Luciano Bezzini, studioso del luogo, col suo "Dizionario Castagnetano", ci informa che Papeo è una collina dove in passato furono rinvenuti interessanti reperti archeologici e un misterioso tesoro che dette nome all'omonimo colle posto accanto, detto il "Poggio al Tesoro".
Queste alture, completamente disabitate e prive di strade, sono ricoperte da arbusti e piante tipiche della macchia mediterranea, anche se è probabile che vi siano stati numerosi i castagni, pianta allora assai comune nella regione.
Sempre in tema di alberi è curioso citare questo aneddoto: un boscaiolo, figlio a sua volta di boscaioli, Mario Montagnani, classe 1929, lavorò a lungo a tagliar macchia nella zona del Papeo, dove la sua squadra, per mancanza di strade o per difficoltà di trasferimento, aveva imbastito una rudimentale teleferica per far scendere a valle la legna. Pare che il Montagnani, allora giovane spensierato, un giorno si fosse avventurato su questa teleferica e, acquistata una forte velocità, finì per franare su un mucchio di frasche, che fortunatamente gli evitarono il peggio. Questa avventura gli procurò il simpatico nomignolo di "Papeo", del quale non si è mai adontato affatto.

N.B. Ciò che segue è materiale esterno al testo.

//! Payload shapes for every record kind the site stores.
//!
//! # Responsibility
//! - Fix the domain fields of each collection.
//! - Provide typed patches whose unset fields never reach the store.
//!
//! # Invariants
//! - No payload or patch declares `id`, `created_at` or `updated_at`.
//! - Patch fields left as `None` are omitted from the serialized field map.

use serde::{Deserialize, Serialize};

/// Uploaded file metadata (resume, press kit, images).
#[derive(Debug, Clone, PartialEq, Serialize, Deserialize)]
pub struct Asset {
    /// Logical name used for lookups, e.g. `resume`.
    pub name: String,
    /// Public location of the uploaded file.
    pub url: String,
    pub content_type: String,
    /// File size in bytes.
    pub size: u64,
    /// Only active assets are served by name.
    pub active: bool,
    #[serde(default, skip_serializing_if = "Option::is_none")]
    pub description: Option<String>,
}

#[derive(Debug, Clone, Default, PartialEq, Serialize, Deserialize)]
pub struct AssetPatch {
    #[serde(skip_serializing_if = "Option::is_none")]
    pub name: Option<String>,
    #[serde(skip_serializing_if = "Option::is_none")]
    pub url: Option<String>,
    #[serde(skip_serializing_if = "Option::is_none")]
    pub content_type: Option<String>,
    #[serde(skip_serializing_if = "Option::is_none")]
    pub size: Option<u64>,
    #[serde(skip_serializing_if = "Option::is_none")]
    pub active: Option<bool>,
    #[serde(skip_serializing_if = "Option::is_none")]
    pub description: Option<String>,
}

#[derive(Debug, Clone, PartialEq, Serialize, Deserialize)]
pub struct BlogPost {
    pub slug: String,
    pub title: String,
    pub excerpt: String,
    /// Markdown body.
    pub content: String,
    #[serde(default)]
    pub tags: Vec<String>,
    pub published: bool,
    /// Unix epoch milliseconds; set when the post goes live.
    #[serde(default, skip_serializing_if = "Option::is_none")]
    pub published_at: Option<i64>,
    #[serde(default, skip_serializing_if = "Option::is_none")]
    pub cover_image: Option<String>,
}

#[derive(Debug, Clone, Default, PartialEq, Serialize, Deserialize)]
pub struct BlogPostPatch {
    #[serde(skip_serializing_if = "Option::is_none")]
    pub slug: Option<String>,
    #[serde(skip_serializing_if = "Option::is_none")]
    pub title: Option<String>,
    #[serde(skip_serializing_if = "Option::is_none")]
    pub excerpt: Option<String>,
    #[serde(skip_serializing_if = "Option::is_none")]
    pub content: Option<String>,
    #[serde(skip_serializing_if = "Option::is_none")]
    pub tags: Option<Vec<String>>,
    #[serde(skip_serializing_if = "Option::is_none")]
    pub published: Option<bool>,
    #[serde(skip_serializing_if = "Option::is_none")]
    pub published_at: Option<i64>,
    #[serde(skip_serializing_if = "Option::is_none")]
    pub cover_image: Option<String>,
}

#[derive(Debug, Clone, PartialEq, Serialize, Deserialize)]
pub struct Project {
    pub slug: String,
    pub title: String,
    pub summary: String,
    pub description: String,
    #[serde(default)]
    pub tech_stack: Vec<String>,
    #[serde(default, skip_serializing_if = "Option::is_none")]
    pub url: Option<String>,
    #[serde(default, skip_serializing_if = "Option::is_none")]
    pub repo_url: Option<String>,
    pub featured: bool,
    /// Ascending display position on the projects page.
    pub sort_order: i64,
}

#[derive(Debug, Clone, Default, PartialEq, Serialize, Deserialize)]
pub struct ProjectPatch {
    #[serde(skip_serializing_if = "Option::is_none")]
    pub slug: Option<String>,
    #[serde(skip_serializing_if = "Option::is_none")]
    pub title: Option<String>,
    #[serde(skip_serializing_if = "Option::is_none")]
    pub summary: Option<String>,
    #[serde(skip_serializing_if = "Option::is_none")]
    pub description: Option<String>,
    #[serde(skip_serializing_if = "Option::is_none")]
    pub tech_stack: Option<Vec<String>>,
    #[serde(skip_serializing_if = "Option::is_none")]
    pub url: Option<String>,
    #[serde(skip_serializing_if = "Option::is_none")]
    pub repo_url: Option<String>,
    #[serde(skip_serializing_if = "Option::is_none")]
    pub featured: Option<bool>,
    #[serde(skip_serializing_if = "Option::is_none")]
    pub sort_order: Option<i64>,
}

#[derive(Debug, Clone, PartialEq, Serialize, Deserialize)]
pub struct CaseStudy {
    pub slug: String,
    pub title: String,
    pub client: String,
    pub summary: String,
    pub challenge: String,
    pub solution: String,
    #[serde(default)]
    pub results: Vec<String>,
    pub published: bool,
}

#[derive(Debug, Clone, Default, PartialEq, Serialize, Deserialize)]
pub struct CaseStudyPatch {
    #[serde(skip_serializing_if = "Option::is_none")]
    pub slug: Option<String>,
    #[serde(skip_serializing_if = "Option::is_none")]
    pub title: Option<String>,
    #[serde(skip_serializing_if = "Option::is_none")]
    pub client: Option<String>,
    #[serde(skip_serializing_if = "Option::is_none")]
    pub summary: Option<String>,
    #[serde(skip_serializing_if = "Option::is_none")]
    pub challenge: Option<String>,
    #[serde(skip_serializing_if = "Option::is_none")]
    pub solution: Option<String>,
    #[serde(skip_serializing_if = "Option::is_none")]
    pub results: Option<Vec<String>>,
    #[serde(skip_serializing_if = "Option::is_none")]
    pub published: Option<bool>,
}

/// Story behind one logo/brand identity piece.
#[derive(Debug, Clone, PartialEq, Serialize, Deserialize)]
pub struct LogoStory {
    pub slug: String,
    pub title: String,
    pub brand: String,
    pub story: String,
    pub logo_url: String,
    pub published: bool,
}

#[derive(Debug, Clone, Default, PartialEq, Serialize, Deserialize)]
pub struct LogoStoryPatch {
    #[serde(skip_serializing_if = "Option::is_none")]
    pub slug: Option<String>,
    #[serde(skip_serializing_if = "Option::is_none")]
    pub title: Option<String>,
    #[serde(skip_serializing_if = "Option::is_none")]
    pub brand: Option<String>,
    #[serde(skip_serializing_if = "Option::is_none")]
    pub story: Option<String>,
    #[serde(skip_serializing_if = "Option::is_none")]
    pub logo_url: Option<String>,
    #[serde(skip_serializing_if = "Option::is_none")]
    pub published: Option<bool>,
}

/// Contact form submission.
#[derive(Debug, Clone, PartialEq, Serialize, Deserialize)]
pub struct Submission {
    pub name: String,
    pub email: String,
    pub message: String,
    #[serde(default, skip_serializing_if = "Option::is_none")]
    pub company: Option<String>,
    /// Raw `Referer` header captured by the form handler.
    #[serde(default, skip_serializing_if = "Option::is_none")]
    pub referrer: Option<String>,
    #[serde(default, skip_serializing_if = "Option::is_none")]
    pub user_agent: Option<String>,
}

/// One served download of a named asset.
#[derive(Debug, Clone, PartialEq, Serialize, Deserialize)]
pub struct Download {
    pub asset_name: String,
    #[serde(default, skip_serializing_if = "Option::is_none")]
    pub referrer: Option<String>,
    #[serde(default, skip_serializing_if = "Option::is_none")]
    pub user_agent: Option<String>,
}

Comunque è certo che a partire dalla metà del XVII secolo (epoca dalla quale iniziano i primi documenti ecclesiastici), nessun Papei sia vissuto nel circondario. Il Bezzini stesso, che ha compiuto anche delle ricerche genealogiche su molte famiglie della zona, non ne ha mai trovato traccia.
Tuttavia questo non esclude che nei dintorni, un tempo, possa esservi stata la presenza di coloro che avrebbero dato il nome alla famiglia; infatti, secondo quanto riferisce Silvio Pieri nel libro "Toponomastica della Toscana Meridionale e dell'Arcipelago Toscano" uscito postumo e rimasto incompiuto, il toponimo sarebbe da ricollegare al latino "paperius", o meglio, come si denota già dal titolo del capitolo, a un "nome locale derivante da nome personale latino".
Per suggellare ciò, va detto pure che il comprensorio di Poggio Papeo ha sempre fatto parte della Diocesi di Massa Marittima, città natale di Domenico Papei, singolare personaggio seicentesco del quale avremo modo di parlare ampiamante.